STUDY MATERIAL:
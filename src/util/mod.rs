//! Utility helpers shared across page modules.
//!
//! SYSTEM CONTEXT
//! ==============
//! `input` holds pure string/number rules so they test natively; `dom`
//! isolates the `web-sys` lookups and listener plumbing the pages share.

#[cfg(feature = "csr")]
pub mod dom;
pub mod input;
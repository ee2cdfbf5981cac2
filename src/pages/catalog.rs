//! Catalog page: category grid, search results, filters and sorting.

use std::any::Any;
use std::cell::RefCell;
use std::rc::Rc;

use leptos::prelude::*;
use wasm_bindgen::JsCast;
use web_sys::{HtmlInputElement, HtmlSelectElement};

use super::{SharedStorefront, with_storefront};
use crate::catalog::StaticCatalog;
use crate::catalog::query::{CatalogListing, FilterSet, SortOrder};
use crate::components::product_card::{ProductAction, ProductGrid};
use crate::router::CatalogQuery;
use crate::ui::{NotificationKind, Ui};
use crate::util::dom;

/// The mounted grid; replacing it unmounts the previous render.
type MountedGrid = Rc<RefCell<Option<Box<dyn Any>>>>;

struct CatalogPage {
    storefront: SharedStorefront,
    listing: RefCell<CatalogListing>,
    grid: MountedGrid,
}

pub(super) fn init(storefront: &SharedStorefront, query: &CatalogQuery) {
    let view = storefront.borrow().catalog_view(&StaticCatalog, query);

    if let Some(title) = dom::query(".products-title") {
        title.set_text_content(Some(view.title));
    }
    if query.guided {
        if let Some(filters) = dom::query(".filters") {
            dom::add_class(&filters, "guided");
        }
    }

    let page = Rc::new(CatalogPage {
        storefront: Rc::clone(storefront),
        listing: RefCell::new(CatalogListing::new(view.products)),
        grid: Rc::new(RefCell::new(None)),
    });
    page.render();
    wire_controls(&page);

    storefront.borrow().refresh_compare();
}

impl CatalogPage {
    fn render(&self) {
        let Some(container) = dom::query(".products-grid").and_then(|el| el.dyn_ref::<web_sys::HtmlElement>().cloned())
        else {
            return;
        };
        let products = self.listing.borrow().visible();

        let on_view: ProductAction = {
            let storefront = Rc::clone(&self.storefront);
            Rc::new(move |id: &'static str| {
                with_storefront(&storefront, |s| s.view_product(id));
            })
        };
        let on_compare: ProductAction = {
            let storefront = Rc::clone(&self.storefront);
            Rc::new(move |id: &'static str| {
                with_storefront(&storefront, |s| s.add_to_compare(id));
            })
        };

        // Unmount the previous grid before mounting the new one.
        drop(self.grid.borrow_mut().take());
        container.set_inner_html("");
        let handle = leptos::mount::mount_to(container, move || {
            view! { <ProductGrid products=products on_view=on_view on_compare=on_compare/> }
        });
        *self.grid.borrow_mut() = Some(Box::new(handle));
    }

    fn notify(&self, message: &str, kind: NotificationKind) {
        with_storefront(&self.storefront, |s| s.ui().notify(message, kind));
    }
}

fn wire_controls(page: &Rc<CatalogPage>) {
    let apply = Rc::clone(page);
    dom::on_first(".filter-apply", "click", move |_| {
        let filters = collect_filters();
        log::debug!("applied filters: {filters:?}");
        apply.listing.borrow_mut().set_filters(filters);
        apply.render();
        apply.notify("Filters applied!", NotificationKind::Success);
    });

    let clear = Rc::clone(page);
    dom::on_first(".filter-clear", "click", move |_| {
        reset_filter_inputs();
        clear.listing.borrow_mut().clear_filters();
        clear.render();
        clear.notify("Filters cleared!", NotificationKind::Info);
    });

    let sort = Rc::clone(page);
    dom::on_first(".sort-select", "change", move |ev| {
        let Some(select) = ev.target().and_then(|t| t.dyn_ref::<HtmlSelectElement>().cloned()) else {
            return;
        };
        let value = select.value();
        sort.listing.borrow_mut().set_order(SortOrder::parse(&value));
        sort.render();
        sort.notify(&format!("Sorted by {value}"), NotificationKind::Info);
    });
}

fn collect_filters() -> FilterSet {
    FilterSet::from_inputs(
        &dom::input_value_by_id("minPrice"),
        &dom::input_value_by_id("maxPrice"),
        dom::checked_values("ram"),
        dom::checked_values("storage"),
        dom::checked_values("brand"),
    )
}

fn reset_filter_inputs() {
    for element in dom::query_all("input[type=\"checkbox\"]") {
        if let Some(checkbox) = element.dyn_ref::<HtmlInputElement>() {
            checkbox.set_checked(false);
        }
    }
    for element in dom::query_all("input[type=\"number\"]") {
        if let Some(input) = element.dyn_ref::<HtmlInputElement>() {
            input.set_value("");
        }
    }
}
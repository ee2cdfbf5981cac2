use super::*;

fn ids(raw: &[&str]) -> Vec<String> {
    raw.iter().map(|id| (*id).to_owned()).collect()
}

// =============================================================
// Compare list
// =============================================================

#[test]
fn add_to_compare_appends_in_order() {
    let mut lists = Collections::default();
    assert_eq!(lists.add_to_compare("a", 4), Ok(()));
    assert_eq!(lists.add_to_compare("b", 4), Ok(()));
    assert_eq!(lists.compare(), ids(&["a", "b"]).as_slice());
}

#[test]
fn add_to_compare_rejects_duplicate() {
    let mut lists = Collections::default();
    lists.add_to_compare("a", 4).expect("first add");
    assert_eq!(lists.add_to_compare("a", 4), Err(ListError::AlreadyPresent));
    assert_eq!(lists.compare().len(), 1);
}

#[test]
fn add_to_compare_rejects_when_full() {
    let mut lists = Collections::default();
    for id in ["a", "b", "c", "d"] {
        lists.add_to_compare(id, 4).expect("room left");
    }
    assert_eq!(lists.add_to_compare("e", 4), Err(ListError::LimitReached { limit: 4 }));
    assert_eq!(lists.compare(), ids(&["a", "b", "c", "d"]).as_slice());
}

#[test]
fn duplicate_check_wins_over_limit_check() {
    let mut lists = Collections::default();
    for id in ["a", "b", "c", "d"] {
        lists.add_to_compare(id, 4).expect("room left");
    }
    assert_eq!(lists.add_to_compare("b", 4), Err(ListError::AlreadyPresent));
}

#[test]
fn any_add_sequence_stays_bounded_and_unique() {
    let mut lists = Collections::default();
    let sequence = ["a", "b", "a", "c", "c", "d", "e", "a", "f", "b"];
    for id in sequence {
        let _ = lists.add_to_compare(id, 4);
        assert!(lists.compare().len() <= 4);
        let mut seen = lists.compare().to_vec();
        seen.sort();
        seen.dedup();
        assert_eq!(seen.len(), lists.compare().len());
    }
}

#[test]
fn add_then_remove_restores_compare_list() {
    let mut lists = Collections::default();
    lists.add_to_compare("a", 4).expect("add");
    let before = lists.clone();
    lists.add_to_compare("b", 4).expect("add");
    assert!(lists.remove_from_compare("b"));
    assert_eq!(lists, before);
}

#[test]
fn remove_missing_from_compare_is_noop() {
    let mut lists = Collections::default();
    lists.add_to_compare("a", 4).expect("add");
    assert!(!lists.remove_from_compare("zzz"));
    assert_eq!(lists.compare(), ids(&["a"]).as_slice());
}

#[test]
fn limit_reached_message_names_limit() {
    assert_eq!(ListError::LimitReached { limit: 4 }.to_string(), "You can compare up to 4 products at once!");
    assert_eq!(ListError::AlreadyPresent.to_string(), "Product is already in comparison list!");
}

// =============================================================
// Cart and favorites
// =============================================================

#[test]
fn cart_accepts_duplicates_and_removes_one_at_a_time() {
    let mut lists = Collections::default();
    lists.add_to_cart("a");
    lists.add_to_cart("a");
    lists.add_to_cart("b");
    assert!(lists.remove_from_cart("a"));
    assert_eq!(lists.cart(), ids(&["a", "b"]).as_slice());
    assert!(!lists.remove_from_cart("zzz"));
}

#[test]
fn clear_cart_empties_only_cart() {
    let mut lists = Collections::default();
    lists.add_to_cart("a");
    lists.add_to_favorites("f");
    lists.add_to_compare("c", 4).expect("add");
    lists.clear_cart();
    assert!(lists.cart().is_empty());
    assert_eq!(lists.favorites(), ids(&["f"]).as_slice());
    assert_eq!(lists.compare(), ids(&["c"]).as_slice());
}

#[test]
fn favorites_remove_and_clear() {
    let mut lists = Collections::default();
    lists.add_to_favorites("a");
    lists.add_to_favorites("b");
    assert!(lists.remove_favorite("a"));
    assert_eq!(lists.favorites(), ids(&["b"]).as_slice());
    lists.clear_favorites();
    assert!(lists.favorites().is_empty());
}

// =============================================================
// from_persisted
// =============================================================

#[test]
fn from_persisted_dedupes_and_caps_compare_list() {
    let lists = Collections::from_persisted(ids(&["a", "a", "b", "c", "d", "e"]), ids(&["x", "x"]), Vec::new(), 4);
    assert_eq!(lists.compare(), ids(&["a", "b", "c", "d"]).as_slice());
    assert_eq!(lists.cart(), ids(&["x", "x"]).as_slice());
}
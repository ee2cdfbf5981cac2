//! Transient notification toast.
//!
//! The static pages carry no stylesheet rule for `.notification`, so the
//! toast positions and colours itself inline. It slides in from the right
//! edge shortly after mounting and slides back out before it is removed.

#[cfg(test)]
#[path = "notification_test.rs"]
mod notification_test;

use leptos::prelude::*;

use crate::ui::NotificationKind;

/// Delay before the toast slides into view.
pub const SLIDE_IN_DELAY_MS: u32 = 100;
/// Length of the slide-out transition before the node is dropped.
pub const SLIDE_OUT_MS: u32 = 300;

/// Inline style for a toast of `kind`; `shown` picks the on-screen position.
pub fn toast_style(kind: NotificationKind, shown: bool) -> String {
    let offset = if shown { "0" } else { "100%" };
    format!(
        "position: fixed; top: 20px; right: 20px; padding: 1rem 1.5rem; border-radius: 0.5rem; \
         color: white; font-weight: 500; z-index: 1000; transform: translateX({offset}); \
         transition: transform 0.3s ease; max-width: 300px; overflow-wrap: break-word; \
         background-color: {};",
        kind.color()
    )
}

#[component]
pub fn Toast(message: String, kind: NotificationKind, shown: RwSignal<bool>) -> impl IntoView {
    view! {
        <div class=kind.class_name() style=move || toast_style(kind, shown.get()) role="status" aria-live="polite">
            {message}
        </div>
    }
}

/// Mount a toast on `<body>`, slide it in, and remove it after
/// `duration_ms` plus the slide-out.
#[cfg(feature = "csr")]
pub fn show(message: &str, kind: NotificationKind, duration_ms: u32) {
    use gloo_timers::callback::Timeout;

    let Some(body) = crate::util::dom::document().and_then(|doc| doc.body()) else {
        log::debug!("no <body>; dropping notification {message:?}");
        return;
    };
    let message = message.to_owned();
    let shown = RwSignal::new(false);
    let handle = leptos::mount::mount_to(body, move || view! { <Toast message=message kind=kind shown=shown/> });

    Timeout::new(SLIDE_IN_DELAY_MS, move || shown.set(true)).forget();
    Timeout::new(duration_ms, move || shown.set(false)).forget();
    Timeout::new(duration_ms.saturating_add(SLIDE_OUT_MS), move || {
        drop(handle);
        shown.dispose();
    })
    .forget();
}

YOUR OBJECTIVE: Every line in the data above that contains the word "else" should be copied.

RESULT OF THE EXERCISE:
        else {
        let Some(select) = ev.target().and_then(|t| t.dyn_ref::<HtmlSelectElement>().cloned()) else {
    let offset = if shown { "0" } else { "100%" };
    let Some(body) = crate::util::dom::document().and_then(|doc| doc.body()) else {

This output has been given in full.